Assignment: Among the lines below, which ones contain the word "SignOutEvent"? Copy every such line.

Task inputs:
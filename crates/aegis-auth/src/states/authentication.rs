//! Top-level authentication state: configured-ness, the nested sign-in
//! and sign-out flows, and user deletion.

use aegis_core::StateResolution;
use tracing::debug;

use crate::actions::delete_user::DeleteUser;
use crate::actions::sign_in::CancelSignIn;
use crate::actions::sign_out::SignOutLocally;
use crate::credentials::{SignedInData, SignedOutData};
use crate::environment::AuthEnvironment;
use crate::error::AuthError;
use crate::events::{AuthEvent, AuthEventPayload, AuthenticationEvent, SignOutEvent};
use crate::states::sign_in::{SignInResolver, SignInState};
use crate::states::sign_out::{SignOutResolver, SignOutState};
use crate::states::srp::SrpSignInState;

#[derive(Debug, Clone, PartialEq, Eq)]
pub enum DeleteUserState {
    Deleting(SignedInData),
    Failed(AuthError, SignedInData),
}

#[derive(Debug, Clone, PartialEq, Eq)]
pub enum AuthenticationState {
    NotConfigured,
    Configuring,
    SignedOut(SignedOutData),
    SigningIn(SignInState),
    SignedIn(SignedInData),
    SigningOut(SignOutState),
    DeletingUser(DeleteUserState),
    Error(AuthError),
}

impl aegis_core::State for AuthenticationState {}

type AuthenticationResolution = StateResolution<AuthenticationState, AuthEvent, AuthEnvironment>;

#[derive(Debug, Default)]
pub struct AuthenticationResolver {
    sign_in: SignInResolver,
    sign_out: SignOutResolver,
}

impl AuthenticationResolver {
    pub fn resolve(
        &self,
        old_state: &AuthenticationState,
        event: &AuthEvent,
    ) -> AuthenticationResolution {
        match old_state {
            AuthenticationState::NotConfigured | AuthenticationState::Configuring => {
                self.resolve_not_configured(old_state, event)
            }
            AuthenticationState::SignedOut(_) => self.resolve_signed_out(old_state, event),
            AuthenticationState::SigningIn(sign_in_state) => {
                self.resolve_signing_in(sign_in_state, event)
            }
            AuthenticationState::SignedIn(data) => self.resolve_signed_in(old_state, data, event),
            AuthenticationState::SigningOut(sign_out_state) => {
                self.resolve_signing_out(old_state, sign_out_state, event)
            }
            AuthenticationState::DeletingUser(delete_state) => {
                self.resolve_deleting(old_state, delete_state, event)
            }
            // A failed flow is recoverable: a fresh sign-in or sign-out
            // request restarts from the error state.
            AuthenticationState::Error(_) => self.resolve_signed_out(old_state, event),
        }
    }

    fn resolve_not_configured(
        &self,
        old_state: &AuthenticationState,
        event: &AuthEvent,
    ) -> AuthenticationResolution {
        match &event.payload {
            AuthEventPayload::Authentication(AuthenticationEvent::Configure) => {
                AuthenticationResolution::from(AuthenticationState::Configuring)
            }
            AuthEventPayload::Authentication(AuthenticationEvent::Configured(restored)) => {
                match restored {
                    Some(data) => {
                        debug!(username = %data.username, "restored previous session");
                        AuthenticationResolution::from(AuthenticationState::SignedIn(data.clone()))
                    }
                    None => AuthenticationResolution::from(AuthenticationState::SignedOut(
                        SignedOutData::default(),
                    )),
                }
            }
            _ => AuthenticationResolution::from(old_state.clone()),
        }
    }

    fn resolve_signed_out(
        &self,
        old_state: &AuthenticationState,
        event: &AuthEvent,
    ) -> AuthenticationResolution {
        match &event.payload {
            AuthEventPayload::Authentication(AuthenticationEvent::SignInRequested(_)) => {
                // Enter the sign-in sub-machine at its start and let it
                // consume the same event on the next delegation turn.
                let child = SignInState::Srp(SrpSignInState::NotStarted);
                let resolution = self.sign_in.resolve(
                    &child,
                    &remap_sign_in_request(event),
                );
                AuthenticationResolution::with_actions(
                    AuthenticationState::SigningIn(resolution.new_state),
                    resolution.actions,
                )
            }
            // Guest sign-out: nothing remote to revoke.
            AuthEventPayload::Authentication(AuthenticationEvent::SignOutRequested { .. }) => {
                let data = SignedOutData::default();
                AuthenticationResolution::with_actions(
                    AuthenticationState::SigningOut(SignOutState::SigningOutLocally(data.clone())),
                    vec![Box::new(SignOutLocally { data })],
                )
            }
            _ => AuthenticationResolution::from(old_state.clone()),
        }
    }

    fn resolve_signing_in(
        &self,
        sign_in_state: &SignInState,
        event: &AuthEvent,
    ) -> AuthenticationResolution {
        // A sign-out request wins over an in-flight sign-in: the pending
        // verifier action checks the raised flag before it can commit.
        if let AuthEventPayload::Authentication(AuthenticationEvent::SignOutRequested { .. }) =
            &event.payload
        {
            let data = SignedOutData::default();
            return AuthenticationResolution::with_actions(
                AuthenticationState::SigningOut(SignOutState::SigningOutLocally(data.clone())),
                vec![
                    Box::new(CancelSignIn),
                    Box::new(SignOutLocally { data }),
                ],
            );
        }

        let resolution = self.sign_in.resolve(sign_in_state, event);
        if let Some(data) = resolution.new_state.signed_in_data() {
            return AuthenticationResolution::with_actions(
                AuthenticationState::SignedIn(data.clone()),
                resolution.actions,
            );
        }
        if let Some(error) = resolution.new_state.error() {
            return AuthenticationResolution::with_actions(
                AuthenticationState::Error(error.clone()),
                resolution.actions,
            );
        }
        if resolution.new_state == SignInState::Srp(SrpSignInState::Cancelled) {
            return AuthenticationResolution::with_actions(
                AuthenticationState::SignedOut(SignedOutData::default()),
                resolution.actions,
            );
        }
        AuthenticationResolution::with_actions(
            AuthenticationState::SigningIn(resolution.new_state),
            resolution.actions,
        )
    }

    fn resolve_signed_in(
        &self,
        old_state: &AuthenticationState,
        data: &SignedInData,
        event: &AuthEvent,
    ) -> AuthenticationResolution {
        match &event.payload {
            AuthEventPayload::Authentication(AuthenticationEvent::SignOutRequested {
                global_sign_out,
            }) => {
                let child = SignOutState::NotStarted;
                let kickoff = if *global_sign_out {
                    SignOutEvent::SignOutGlobally(data.clone())
                } else {
                    SignOutEvent::RevokeToken(data.clone())
                };
                let resolution = self
                    .sign_out
                    .resolve(&child, &AuthEvent::new(AuthEventPayload::SignOut(kickoff)));
                AuthenticationResolution::with_actions(
                    AuthenticationState::SigningOut(resolution.new_state),
                    resolution.actions,
                )
            }
            AuthEventPayload::Authentication(AuthenticationEvent::DeleteUserRequested) => {
                AuthenticationResolution::with_actions(
                    AuthenticationState::DeletingUser(DeleteUserState::Deleting(data.clone())),
                    vec![Box::new(DeleteUser { data: data.clone() })],
                )
            }
            _ => AuthenticationResolution::from(old_state.clone()),
        }
    }

    fn resolve_signing_out(
        &self,
        _old_state: &AuthenticationState,
        sign_out_state: &SignOutState,
        event: &AuthEvent,
    ) -> AuthenticationResolution {
        let resolution = self.sign_out.resolve(sign_out_state, event);
        if let SignOutState::SignedOut(data) = &resolution.new_state {
            return AuthenticationResolution::with_actions(
                AuthenticationState::SignedOut(data.clone()),
                resolution.actions,
            );
        }
        AuthenticationResolution::with_actions(
            AuthenticationState::SigningOut(resolution.new_state),
            resolution.actions,
        )
    }

    fn resolve_deleting(
        &self,
        old_state: &AuthenticationState,
        delete_state: &DeleteUserState,
        event: &AuthEvent,
    ) -> AuthenticationResolution {
        match (&event.payload, delete_state) {
            (
                AuthEventPayload::Authentication(AuthenticationEvent::UserDeleted),
                DeleteUserState::Deleting(data),
            ) => {
                // Deletion revokes everything server side; only the
                // local teardown remains.
                let signed_out = SignedOutData {
                    last_known_username: Some(data.username.clone()),
                    ..SignedOutData::default()
                };
                AuthenticationResolution::with_actions(
                    AuthenticationState::SigningOut(SignOutState::SigningOutLocally(
                        signed_out.clone(),
                    )),
                    vec![Box::new(SignOutLocally { data: signed_out })],
                )
            }
            (
                AuthEventPayload::Authentication(AuthenticationEvent::DeleteUserFailed(error)),
                DeleteUserState::Deleting(data),
            ) => AuthenticationResolution::from(AuthenticationState::DeletingUser(
                DeleteUserState::Failed(error.clone(), data.clone()),
            )),
            // A failed deletion leaves a signed-in user who can retry,
            // sign out, or carry on.
            (_, DeleteUserState::Failed(_, data)) => {
                self.resolve_signed_in(old_state, &data.clone(), event)
            }
            _ => AuthenticationResolution::from(old_state.clone()),
        }
    }
}

/// `SignInRequested` carries the credentials the SRP machine starts
/// from; hand the child the equivalent initiation event.
fn remap_sign_in_request(event: &AuthEvent) -> AuthEvent {
    match &event.payload {
        AuthEventPayload::Authentication(AuthenticationEvent::SignInRequested(credentials)) => {
            AuthEvent {
                id: event.id,
                time: event.time,
                payload: AuthEventPayload::SrpSignIn(crate::events::SrpSignInEvent::InitiateSrp(
                    credentials.clone(),
                )),
            }
        }
        _ => event.clone(),
    }
}

#[cfg(test)]
mod tests {
    use super::*;
    use crate::credentials::{SecretString, SignInCredentials, SignInMethod, UserPoolTokens};
    use assert_matches::assert_matches;
    use chrono::{Duration, Utc};

    fn signed_in() -> SignedInData {
        SignedInData {
            user_id: "user-1".into(),
            username: "alice".into(),
            signed_in_at: Utc::now(),
            sign_in_method: SignInMethod::Srp,
            tokens: UserPoolTokens {
                id_token: "id".into(),
                access_token: "access".into(),
                refresh_token: "refresh".into(),
                expires_at: Utc::now() + Duration::hours(1),
            },
        }
    }

    fn sign_in_requested() -> AuthEvent {
        AuthEvent::new(AuthEventPayload::Authentication(
            AuthenticationEvent::SignInRequested(SignInCredentials {
                username: "alice".into(),
                password: SecretString::new("hunter2"),
            }),
        ))
    }

    #[test]
    fn configure_passes_through_configuring_before_settling() {
        let resolver = AuthenticationResolver::default();
        let configuring = resolver.resolve(
            &AuthenticationState::NotConfigured,
            &AuthEvent::new(AuthEventPayload::Authentication(
                AuthenticationEvent::Configure,
            )),
        );
        assert_eq!(configuring.new_state, AuthenticationState::Configuring);

        let restored = resolver.resolve(
            &configuring.new_state,
            &AuthEvent::new(AuthEventPayload::Authentication(
                AuthenticationEvent::Configured(Some(signed_in())),
            )),
        );
        assert_matches!(restored.new_state, AuthenticationState::SignedIn(_));

        let fresh = resolver.resolve(
            &configuring.new_state,
            &AuthEvent::new(AuthEventPayload::Authentication(
                AuthenticationEvent::Configured(None),
            )),
        );
        assert_matches!(fresh.new_state, AuthenticationState::SignedOut(_));
    }

    #[test]
    fn sign_in_request_enters_srp_and_schedules_initiation() {
        let resolver = AuthenticationResolver::default();
        let resolution = resolver.resolve(
            &AuthenticationState::SignedOut(SignedOutData::default()),
            &sign_in_requested(),
        );
        assert_matches!(
            resolution.new_state,
            AuthenticationState::SigningIn(SignInState::Srp(SrpSignInState::InitiatingSrp(_)))
        );
        assert_eq!(resolution.actions[0].id(), "InitiateSrpAuth");
    }

    #[test]
    fn sign_out_during_sign_in_wins_and_cancels() {
        let resolver = AuthenticationResolver::default();
        let signing_in =
            AuthenticationState::SigningIn(SignInState::Srp(SrpSignInState::NotStarted));
        let resolution = resolver.resolve(
            &signing_in,
            &AuthEvent::new(AuthEventPayload::Authentication(
                AuthenticationEvent::SignOutRequested {
                    global_sign_out: false,
                },
            )),
        );
        assert_matches!(
            resolution.new_state,
            AuthenticationState::SigningOut(SignOutState::SigningOutLocally(_))
        );
        let ids: Vec<&str> = resolution.actions.iter().map(|a| a.id()).collect();
        assert_eq!(ids, vec!["CancelSignIn", "SignOutLocally"]);
    }

    #[test]
    fn global_sign_out_option_starts_the_global_chain() {
        let resolver = AuthenticationResolver::default();
        let resolution = resolver.resolve(
            &AuthenticationState::SignedIn(signed_in()),
            &AuthEvent::new(AuthEventPayload::Authentication(
                AuthenticationEvent::SignOutRequested {
                    global_sign_out: true,
                },
            )),
        );
        assert_matches!(
            resolution.new_state,
            AuthenticationState::SigningOut(SignOutState::SigningOutGlobally(_))
        );
        assert_eq!(resolution.actions[0].id(), "SignOutGlobally");
    }

    #[test]
    fn failed_deletion_leaves_a_recoverable_signed_in_user() {
        let resolver = AuthenticationResolver::default();
        let failed = AuthenticationState::DeletingUser(DeleteUserState::Failed(
            AuthError::NotAuthorized,
            signed_in(),
        ));
        let resolution = resolver.resolve(
            &failed,
            &AuthEvent::new(AuthEventPayload::Authentication(
                AuthenticationEvent::SignOutRequested {
                    global_sign_out: false,
                },
            )),
        );
        assert_matches!(resolution.new_state, AuthenticationState::SigningOut(_));
    }
}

Finished exercise:
use crate::events::{AuthEvent, AuthEventPayload, AuthenticationEvent, SignOutEvent};
                    SignOutEvent::SignOutGlobally(data.clone())
                    SignOutEvent::RevokeToken(data.clone())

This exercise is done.